For the first time in 33 years, the FDA issued "rigorous" new rules on Tuesday designed to "sort out the confusing world of sunscreens." Among the changes to the $680 million industry: Sunscreens must equally protect against UVB and UVA rays, and can no longer claim to be "sweatproof" or "waterproof," as both feats are impossible. So what does this mean for your summer in the sun? Here, a brief guide:
What do those SPF labels mean?
Most consumers pick their sunscreen based on its advertised sun protection factor (SPF), a number that indicates how long the lotion will protect a user from the sun. (Supposedly, if you multiply the SPF by the number of minutes you can normally be outdoors without burning, you get an estimate of how long a given sunscreen will protect you.) But SPF only refers to protection against UVB rays, which cause burning and skin cancer. UVA rays, which aren't included in SPF ratings, "can wreak their own damage," says Katherine Hobson at The Wall Street Journal, including premature aging and skin cancer.
So what are these new rules?
Now, sunscreens must indicate whether they protect against UVA rays, too.
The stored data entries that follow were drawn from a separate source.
//! Assessment records as JSON objects under `assessments/`.
//!
//! One object per record, keyed by [`s3_keys::assessment`]. The record id is
//! the only index; listing walks the prefix.

use aws_sdk_s3::Client;
use aws_smithy_types::byte_stream::ByteStream;
use tracing::{debug, warn};
use uuid::Uuid;

use vitalscore_core::models::record::AssessmentRecord;
use vitalscore_core::s3_keys;

use crate::error::StorageError;

const CONTENT_TYPE: &str = "application/json";

/// Write a record, replacing any existing one with the same id.
pub async fn save_record(
    client: &Client,
    bucket: &str,
    record: &AssessmentRecord,
) -> Result<(), StorageError> {
    let key = s3_keys::assessment(record.id);
    let body = serde_json::to_vec_pretty(record)?;
    let resp = client
        .put_object()
        .bucket(bucket)
        .key(&key)
        .content_type(CONTENT_TYPE)
        .body(ByteStream::from(body))
        .send()
        .await
        .map_err(|e| StorageError::PutObject(e.into_service_error().to_string()))?;

    debug!(key = %key, etag = resp.e_tag().unwrap_or(""), "record saved");
    Ok(())
}

/// Fetch one record. A missing object is `NotFound`.
pub async fn load_record(
    client: &Client,
    bucket: &str,
    id: Uuid,
) -> Result<AssessmentRecord, StorageError> {
    let key = s3_keys::assessment(id);
    let resp = client
        .get_object()
        .bucket(bucket)
        .key(&key)
        .send()
        .await
        .map_err(|e| match e.into_service_error() {
            err if err.is_no_such_key() => StorageError::NotFound { key: key.clone() },
            err => StorageError::GetObject(err.to_string()),
        })?;

    let body = resp
        .body
        .collect()
        .await
        .map_err(|e| StorageError::GetObject(e.to_string()))?
        .into_bytes();
    Ok(serde_json::from_slice(&body)?)
}

/// Whether a record is stored, without fetching it.
pub async fn record_exists(client: &Client, bucket: &str, id: Uuid) -> Result<bool, StorageError> {
    let key = s3_keys::assessment(id);
    match client.head_object().bucket(bucket).key(&key).send().await {
        Ok(_) => Ok(true),
        Err(e) => match e.into_service_error() {
            err if err.is_not_found() => Ok(false),
            err => Err(StorageError::HeadObject(err.to_string())),
        },
    }
}

/// Ids of every stored record, in key order.
pub async fn list_record_ids(client: &Client, bucket: &str) -> Result<Vec<Uuid>, StorageError> {
    let mut pages = client
        .list_objects_v2()
        .bucket(bucket)
        .prefix(s3_keys::ASSESSMENTS_PREFIX)
        .into_paginator()
        .send();

    let mut ids = Vec::new();
    while let Some(page) = pages.next().await {
        let page = page.map_err(|e| StorageError::ListObjects(e.into_service_error().to_string()))?;
        ids.extend(
            page.contents()
                .iter()
                .filter_map(|object| object.key())
                .filter_map(s3_keys::assessment_id),
        );
    }
    Ok(ids)
}

/// Load every stored record, newest first.
///
/// Objects that are not records or no longer parse are skipped with a
/// warning rather than failing the whole listing.
pub async fn list_records(
    client: &Client,
    bucket: &str,
) -> Result<Vec<AssessmentRecord>, StorageError> {
    let mut records = Vec::new();
    for id in list_record_ids(client, bucket).await? {
        match load_record(client, bucket, id).await {
            Ok(record) => records.push(record),
            Err(e) => warn!(%id, error = %e, "skipping unreadable record"),
        }
    }

    sort_newest_first(&mut records);
    Ok(records)
}

/// Delete a record. Deleting a record that does not exist is `NotFound`.
pub async fn delete_record(client: &Client, bucket: &str, id: Uuid) -> Result<(), StorageError> {
    if !record_exists(client, bucket, id).await? {
        return Err(StorageError::NotFound {
            key: s3_keys::assessment(id),
        });
    }
    client
        .delete_object()
        .bucket(bucket)
        .key(s3_keys::assessment(id))
        .send()
        .await
        .map_err(|e| StorageError::DeleteObject(e.into_service_error().to_string()))?;
    debug!(%id, "record deleted");
    Ok(())
}

pub fn sort_newest_first(records: &mut [AssessmentRecord]) {
    records.sort_by(|a, b| b.completed_at.cmp(&a.completed_at));
}

#[cfg(test)]
mod tests {
    use super::*;
    use jiff::Timestamp;
    use vitalscore_core::models::prediction::{AiPrediction, PredictionSource, RiskLevel};
    use vitalscore_core::models::scores::{BmiCategory, DerivedScores};

    fn record(seconds: i64) -> AssessmentRecord {
        AssessmentRecord {
            id: Uuid::new_v4(),
            answers: Default::default(),
            scores: DerivedScores {
                bmi: 20.0,
                bmi_category: BmiCategory::Normal,
                eating_habits_score: 5.0,
                physical_activity_score: 5.0,
                sedentary_score: 5.0,
                mental_health_score: 5.0,
                sleep_score: 5.0,
                family_history: Default::default(),
                risk_subscores: Default::default(),
            },
            prediction: AiPrediction {
                risk_level: RiskLevel::Low,
                risk_percentage: 20,
                confidence_score: None,
                explanation: "ok".to_string(),
                key_risk_factors: vec!["none".to_string()],
                recommendations: vec!["keep going".to_string()],
            },
            prediction_source: PredictionSource::SafeDefault,
            fallback_reason: None,
            completed_at: Timestamp::from_second(seconds).unwrap(),
        }
    }

    #[test]
    fn newest_records_come_first() {
        let mut records = vec![record(1_700_000_000), record(1_800_000_000), record(1_750_000_000)];
        sort_newest_first(&mut records);
        let seconds: Vec<i64> = records.iter().map(|r| r.completed_at.as_second()).collect();
        assert_eq!(seconds, vec![1_800_000_000, 1_750_000_000, 1_700_000_000]);
    }

    // No endpoint or credentials: every call fails before reaching S3.
    fn offline_client() -> Client {
        let config = aws_sdk_s3::Config::builder()
            .behavior_version(aws_sdk_s3::config::BehaviorVersion::latest())
            .region(aws_sdk_s3::config::Region::new("us-east-1"))
            .build();
        Client::from_conf(config)
    }

    #[tokio::test]
    async fn unreachable_store_is_not_reported_as_missing() {
        let client = offline_client();
        let id = Uuid::new_v4();
        let err = record_exists(&client, "bucket", id).await.unwrap_err();
        assert!(matches!(err, StorageError::HeadObject(_)), "{err}");
        let err = delete_record(&client, "bucket", id).await.unwrap_err();
        assert!(matches!(err, StorageError::HeadObject(_)), "{err}");
        let err = load_record(&client, "bucket", id).await.unwrap_err();
        assert!(matches!(err, StorageError::GetObject(_)), "{err}");
    }
}
use thiserror::Error;

#[derive(Debug, Error)]
pub enum BedrockError {
    #[error("model invocation failed: {0}")]
    Invocation(String),

    #[error("response parsing failed: {0}")]
    ResponseParse(String),

    #[error("model reply contained no JSON object")]
    NoJsonObject,
}
//! The risk classifier seam and the two local strategies.

use std::future::Future;

use vitalscore_core::models::prediction::{AiPrediction, PredictionSource};
use vitalscore_core::models::questionnaire::QuestionnaireAnswers;
use vitalscore_core::models::scores::DerivedScores;
use vitalscore_scoring::{heuristic, validate};

use crate::error::ClassifyError;

/// Everything a classifier may look at.
#[derive(Debug, Clone, Copy)]
pub struct ClassificationRequest<'a> {
    pub answers: &'a QuestionnaireAnswers,
    pub scores: &'a DerivedScores,
}

/// A prediction together with where it came from.
#[derive(Debug, Clone, PartialEq)]
pub struct Classification {
    pub prediction: AiPrediction,
    pub source: PredictionSource,
    /// Set when a preferred strategy failed and this one stood in for it.
    pub fallback_reason: Option<String>,
}

/// A strategy for turning scored answers into a risk prediction.
pub trait RiskClassifier: Send + Sync {
    fn classify(
        &self,
        request: &ClassificationRequest<'_>,
    ) -> impl Future<Output = Result<Classification, ClassifyError>> + Send;
}

/// The local 0–12 lifestyle heuristic. Never fails.
#[derive(Debug, Clone, Copy, Default)]
pub struct HeuristicClassifier;

impl HeuristicClassifier {
    pub fn classification(scores: &DerivedScores) -> Classification {
        Classification {
            prediction: heuristic::predict(scores),
            source: PredictionSource::Heuristic {
                total_score: scores.risk_subscores.total(),
            },
            fallback_reason: None,
        }
    }
}

impl RiskClassifier for HeuristicClassifier {
    async fn classify(
        &self,
        request: &ClassificationRequest<'_>,
    ) -> Result<Classification, ClassifyError> {
        Ok(Self::classification(request.scores))
    }
}

/// The fixed Medium/50 prediction. Never fails.
#[derive(Debug, Clone, Copy, Default)]
pub struct SafeDefaultClassifier;

impl SafeDefaultClassifier {
    pub fn classification() -> Classification {
        Classification {
            prediction: validate::fallback_prediction(),
            source: PredictionSource::SafeDefault,
            fallback_reason: None,
        }
    }
}

impl RiskClassifier for SafeDefaultClassifier {
    async fn classify(
        &self,
        _request: &ClassificationRequest<'_>,
    ) -> Result<Classification, ClassifyError> {
        Ok(Self::classification())
    }
}

#[cfg(test)]
mod tests {
    use super::*;
    use vitalscore_core::models::prediction::RiskLevel;
    use vitalscore_scoring::score_answers;

    #[tokio::test]
    async fn heuristic_reports_its_total() {
        let answers = QuestionnaireAnswers::default();
        let scores = score_answers(&answers);
        let request = ClassificationRequest {
            answers: &answers,
            scores: &scores,
        };
        let classification = HeuristicClassifier.classify(&request).await.unwrap();
        assert_eq!(
            classification.source,
            PredictionSource::Heuristic {
                total_score: scores.risk_subscores.total()
            }
        );
        assert!(classification.fallback_reason.is_none());
    }

    #[tokio::test]
    async fn safe_default_is_medium_fifty() {
        let answers = QuestionnaireAnswers::default();
        let scores = score_answers(&answers);
        let request = ClassificationRequest {
            answers: &answers,
            scores: &scores,
        };
        let classification = SafeDefaultClassifier.classify(&request).await.unwrap();
        assert_eq!(classification.prediction.risk_level, RiskLevel::Medium);
        assert_eq!(classification.prediction.risk_percentage, 50);
        assert_eq!(classification.source, PredictionSource::SafeDefault);
    }
}
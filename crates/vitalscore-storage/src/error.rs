use thiserror::Error;

#[derive(Debug, Error)]
pub enum StorageError {
    #[error("object not found: {key}")]
    NotFound { key: String },

    #[error("serialization error: {0}")]
    Serialization(#[from] serde_json::Error),

    #[error("S3 GetObject error: {0}")]
    GetObject(String),

    #[error("S3 HeadObject error: {0}")]
    HeadObject(String),

    #[error("S3 PutObject error: {0}")]
    PutObject(String),

    #[error("S3 DeleteObject error: {0}")]
    DeleteObject(String),

    #[error("S3 ListObjects error: {0}")]
    ListObjects(String),
}
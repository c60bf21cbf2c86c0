use vitalscore_core::models::questionnaire::{EatingHabits, QuestionnaireAnswers};

use super::{item_line, FREQUENCY};
use crate::{display_score, Category};

/// Eating-habits score, 0–10. Healthy food groups add, snacks, sugary
/// beverages and sweets subtract, around a neutral 5.
pub fn score(eating: &EatingHabits) -> f64 {
    let healthy = 1.2 * eating.cereals
        + 1.5 * eating.pulses
        + 2.0 * eating.vegetables
        + 1.8 * eating.fruits
        + 1.3 * eating.milk
        + 1.0 * eating.non_veg;
    let unhealthy = 1.5 * eating.snacks + 2.0 * eating.beverages + 1.8 * eating.sweets;
    display_score((healthy - unhealthy + 20.0) / 4.0)
}

pub struct EatingHabitsCategory;

impl Category for EatingHabitsCategory {
    fn id(&self) -> &str {
        "eating_habits"
    }

    fn name(&self) -> &str {
        "Eating Habits"
    }

    fn score(&self, answers: &QuestionnaireAnswers) -> Option<f64> {
        Some(score(&answers.eating_habits))
    }

    fn answer_lines(&self, answers: &QuestionnaireAnswers) -> Vec<String> {
        let e = &answers.eating_habits;
        [
            ("Cereals", e.cereals),
            ("Pulses", e.pulses),
            ("Vegetables", e.vegetables),
            ("Fruits", e.fruits),
            ("Milk and milk products", e.milk),
            ("Non-vegetarian food", e.non_veg),
            ("Snacks and fried food", e.snacks),
            ("Sugary beverages", e.beverages),
            ("Sweets", e.sweets),
        ]
        .into_iter()
        .map(|(name, value)| item_line(name, value, &FREQUENCY))
        .collect()
    }
}
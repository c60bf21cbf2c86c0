use axum::Json;
use axum::extract::{Path, State};
use axum::http::StatusCode;
use uuid::Uuid;

use vitalscore_core::models::questionnaire::QuestionnaireAnswers;
use vitalscore_core::models::record::AssessmentRecord;
use vitalscore_scoring::validate;
use vitalscore_storage::records;

use crate::error::ApiError;
use crate::state::AppState;

pub async fn list_assessments(
    State(state): State<AppState>,
) -> Result<Json<Vec<AssessmentRecord>>, ApiError> {
    let records = records::list_records(&state.s3, &state.bucket).await?;
    Ok(Json(records))
}

pub async fn get_assessment(
    State(state): State<AppState>,
    Path(id): Path<Uuid>,
) -> Result<Json<AssessmentRecord>, ApiError> {
    let record = records::load_record(&state.s3, &state.bucket, id).await?;
    Ok(Json(record))
}

/// Run a full assessment and store the resulting record.
pub async fn create_assessment(
    State(state): State<AppState>,
    Json(answers): Json<QuestionnaireAnswers>,
) -> Result<(StatusCode, Json<AssessmentRecord>), ApiError> {
    let record = state.assessor.assess(answers).await?;
    records::save_record(&state.s3, &state.bucket, &record).await?;
    Ok((StatusCode::CREATED, Json(record)))
}

/// Replace a stored record wholesale. The id in the path wins, and the
/// edited prediction must pass the same checks as a model reply.
pub async fn update_assessment(
    State(state): State<AppState>,
    Path(id): Path<Uuid>,
    Json(mut record): Json<AssessmentRecord>,
) -> Result<Json<AssessmentRecord>, ApiError> {
    validate::check(&record.prediction)?;
    if !records::record_exists(&state.s3, &state.bucket, id).await? {
        return Err(ApiError::NotFound(format!("assessment not found: {id}")));
    }
    record.id = id;
    records::save_record(&state.s3, &state.bucket, &record).await?;
    Ok(Json(record))
}

pub async fn delete_assessment(
    State(state): State<AppState>,
    Path(id): Path<Uuid>,
) -> Result<StatusCode, ApiError> {
    records::delete_record(&state.s3, &state.bucket, id).await?;
    Ok(StatusCode::NO_CONTENT)
}
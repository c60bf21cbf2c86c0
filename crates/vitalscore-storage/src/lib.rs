//! vitalscore-storage
//!
//! S3 persistence for assessment records. Thin wrapper around the AWS S3 SDK.

pub mod client;
pub mod error;
pub mod records;
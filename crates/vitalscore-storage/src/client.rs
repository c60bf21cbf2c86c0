use aws_sdk_s3::Client;

/// Load the shared AWS config from the default provider chain.
pub async fn load_config() -> aws_config::SdkConfig {
    aws_config::load_defaults(aws_config::BehaviorVersion::latest()).await
}

/// Build an S3 client from an already loaded AWS config.
pub fn build_client(config: &aws_config::SdkConfig) -> Client {
    Client::new(config)
}
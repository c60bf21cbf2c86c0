use vitalscore_core::models::questionnaire::{ActivityAmount, PhysicalActivity, QuestionnaireAnswers};

use crate::units::activity_minutes;
use crate::{display_score, Category};

/// The seven named activities with their display names.
pub fn activities(pa: &PhysicalActivity) -> [(&'static str, &ActivityAmount); 7] {
    [
        ("Yoga", &pa.yoga),
        ("Exercise", &pa.exercise),
        ("Indoor games", &pa.indoor_games),
        ("Outdoor games", &pa.outdoor_games),
        ("Play after school", &pa.play_after_school),
        ("Cycling", &pa.cycling),
        ("Walking", &pa.walking),
    ]
}

/// Physical-activity score, 0–10, from PT classes and weekly activity minutes.
pub fn score(pa: &PhysicalActivity) -> f64 {
    let pt = if pa.participates_in_pt {
        pa.pt_frequency * pa.pt_duration / 10.0
    } else {
        0.0
    };
    let activity: f64 = activities(pa)
        .iter()
        .map(|(_, amount)| activity_minutes(amount) / 100.0)
        .sum();
    display_score((pt + activity) / 5.0)
}

pub struct PhysicalActivityCategory;

impl Category for PhysicalActivityCategory {
    fn id(&self) -> &str {
        "physical_activity"
    }

    fn name(&self) -> &str {
        "Physical Activity"
    }

    fn score(&self, answers: &QuestionnaireAnswers) -> Option<f64> {
        Some(score(&answers.physical_activity))
    }

    fn answer_lines(&self, answers: &QuestionnaireAnswers) -> Vec<String> {
        let pa = &answers.physical_activity;
        let mut lines = vec![if pa.participates_in_pt {
            format!(
                "Physical training at school: {} days/week, {} minutes per class",
                pa.pt_frequency, pa.pt_duration
            )
        } else {
            "Physical training at school: does not participate".to_string()
        }];
        for (name, amount) in activities(pa) {
            let line = match *amount {
                ActivityAmount::Session { days, minutes } => format!(
                    "{name}: {days} days/week, {minutes} min/day ({} min/week)",
                    days * minutes
                ),
                ActivityAmount::Plain(_) => {
                    format!("{name}: {} min/week", activity_minutes(amount))
                }
                ActivityAmount::Missing => format!("{name}: none"),
            };
            lines.push(line);
        }
        lines
    }
}

#[cfg(test)]
mod tests {
    use super::*;

    #[test]
    fn inactive_student_scores_zero() {
        assert_eq!(score(&PhysicalActivity::default()), 0.0);
    }

    #[test]
    fn pt_counts_only_with_participation() {
        let mut pa = PhysicalActivity {
            pt_frequency: 3.0,
            pt_duration: 40.0,
            ..Default::default()
        };
        assert_eq!(score(&pa), 0.0);
        pa.participates_in_pt = true;
        // 3 * 40 / 10 = 12 -> 12 / 5 = 2.4
        assert_eq!(score(&pa), 2.4);
    }

    #[test]
    fn mixes_plain_and_session_amounts() {
        let pa = PhysicalActivity {
            yoga: ActivityAmount::Plain(100.0),
            cycling: ActivityAmount::Session {
                days: 5.0,
                minutes: 60.0,
            },
            ..Default::default()
        };
        // (1 + 3) / 5 = 0.8
        assert_eq!(score(&pa), 0.8);
    }

    #[test]
    fn heavy_activity_saturates() {
        let session = ActivityAmount::Session {
            days: 7.0,
            minutes: 120.0,
        };
        let pa = PhysicalActivity {
            pt_frequency: 7.0,
            pt_duration: 60.0,
            participates_in_pt: true,
            yoga: session,
            exercise: session,
            outdoor_games: session,
            ..Default::default()
        };
        assert_eq!(score(&pa), 10.0);
    }
}
use axum::Json;
use axum::extract::State;

use vitalscore_core::models::questionnaire::QuestionnaireAnswers;
use vitalscore_core::models::scores::DerivedScores;

use crate::error::ApiError;
use crate::state::AppState;

/// Score a questionnaire for preview. Nothing is classified or stored.
pub async fn preview_scores(
    State(state): State<AppState>,
    Json(answers): Json<QuestionnaireAnswers>,
) -> Result<Json<DerivedScores>, ApiError> {
    let scores = state.assessor.score_only(&answers)?;
    Ok(Json(scores))
}
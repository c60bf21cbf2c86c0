use std::time::Duration;

use thiserror::Error;

use vitalscore_bedrock::error::BedrockError;
use vitalscore_scoring::validate::PredictionRejection;

/// Input problems that stop an assessment before anything is scored.
#[derive(Debug, Clone, PartialEq, Error)]
pub enum AssessError {
    #[error("missing required field: {0}")]
    MissingField(&'static str),

    #[error("age {age} is outside the supported range {min}-{max}")]
    AgeOutOfRange { age: u32, min: u32, max: u32 },

    #[error("BMI {bmi} is outside the plausible range {min}-{max}; check height and weight")]
    ImplausibleBmi { bmi: f64, min: f64, max: f64 },
}

/// Why a classifier could not produce a prediction. Always recovered by
/// falling back to another strategy.
#[derive(Debug, Error)]
pub enum ClassifyError {
    #[error("model call failed: {0}")]
    Model(#[from] BedrockError),

    #[error("model call timed out after {}s", .0.as_secs_f64())]
    Timeout(Duration),

    #[error(transparent)]
    Rejected(#[from] PredictionRejection),
}
use axum::Json;
use axum::extract::State;
use serde::Serialize;

use crate::state::AppState;

#[derive(Serialize)]
pub struct HealthResponse {
    status: &'static str,
    classifier: &'static str,
}

pub async fn health_check(State(state): State<AppState>) -> Json<HealthResponse> {
    Json(HealthResponse {
        status: "ok",
        classifier: state.assessor.classifier().describe(),
    })
}
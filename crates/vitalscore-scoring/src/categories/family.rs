use vitalscore_core::models::questionnaire::{FamilyHistory, HistoryAnswer, QuestionnaireAnswers};
use vitalscore_core::models::scores::FamilyHistoryFlags;

use crate::Category;

/// Family history is not scored; each "yes" becomes a risk flag.
pub fn flags(history: &FamilyHistory) -> FamilyHistoryFlags {
    FamilyHistoryFlags {
        obesity: history.obesity.is_yes(),
        diabetes: history.diabetes.is_yes(),
        hypertension: history.hypertension.is_yes(),
        thyroid: history.thyroid.is_yes(),
    }
}

pub struct FamilyHistoryCategory;

impl Category for FamilyHistoryCategory {
    fn id(&self) -> &str {
        "family_history"
    }

    fn name(&self) -> &str {
        "Family History"
    }

    fn score(&self, _answers: &QuestionnaireAnswers) -> Option<f64> {
        None
    }

    fn answer_lines(&self, answers: &QuestionnaireAnswers) -> Vec<String> {
        let h = &answers.demographics.family_history;
        [
            ("Obesity", h.obesity),
            ("Diabetes", h.diabetes),
            ("Hypertension", h.hypertension),
            ("Thyroid disorders", h.thyroid),
        ]
        .into_iter()
        .map(|(name, answer)| {
            let answer = match answer {
                HistoryAnswer::Yes => "yes",
                HistoryAnswer::No => "no",
                HistoryAnswer::Unknown => "unknown",
            };
            format!("{name}: {answer}")
        })
        .collect()
    }
}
Those that do will earn the "coveted designation" of having "broad spectrum protection," says Gardiner Harris at The New York Times. Sunbathers looking for the best protection from all harmful rays should look for sunscreens labeled with SPF 15 or higher, and the "broad spectrum protection" label.
Are SPF labels still accurate?
SPF numbers are still a reliable measure of how long a sunscreen protects against UVB rays. But the FDA wants to cap the maximum SPF value a sunscreen can advertise at SPF 50+. Though many manufacturers are clamoring to introduce products with SPF numbers of 80 or 100, they "offer little more protection" than SPF 50 sunscreen, Harris says.
And sunscreen is no longer waterproof?
It never was. The FDA's new rules, which go into effect in a year, are trying to counteract false advertising, says Hobson. Claims that sunscreens are "waterproof" or "sweatproof" are false — there's scientifically no way to make that 100 percent true. Similarly, calling a sunscreen "sunblock" will no longer be allowed. "These claims overstate their effectiveness," says the FDA. Instead, sunscreens will be permitted to say they are "water-resistant," but labels must indicate the exact length of time that promise holds up.
Why did these changes take so long?
When the new FDA rules were first under consideration, it was 1978, "Boogie Oogie Oogie" was a radio hit, and "beach lotions were intended to encourage tanning, not protect against it," says Harris. Decades of tweaking led to a proposal in 2007 to require sunscreen labels to rate their product on a star-based system for indicating UVA protection, in addition to providing a SPF number for UVB protection. While that system was ultimately ditched, it's not surprising that major guideline changes are happening now, says Alan Rappeport at the Financial Times. The Obama administration is "aggressively trying to combat skin cancer," a disease that afflicted more than 1 million people in the U.S. last year.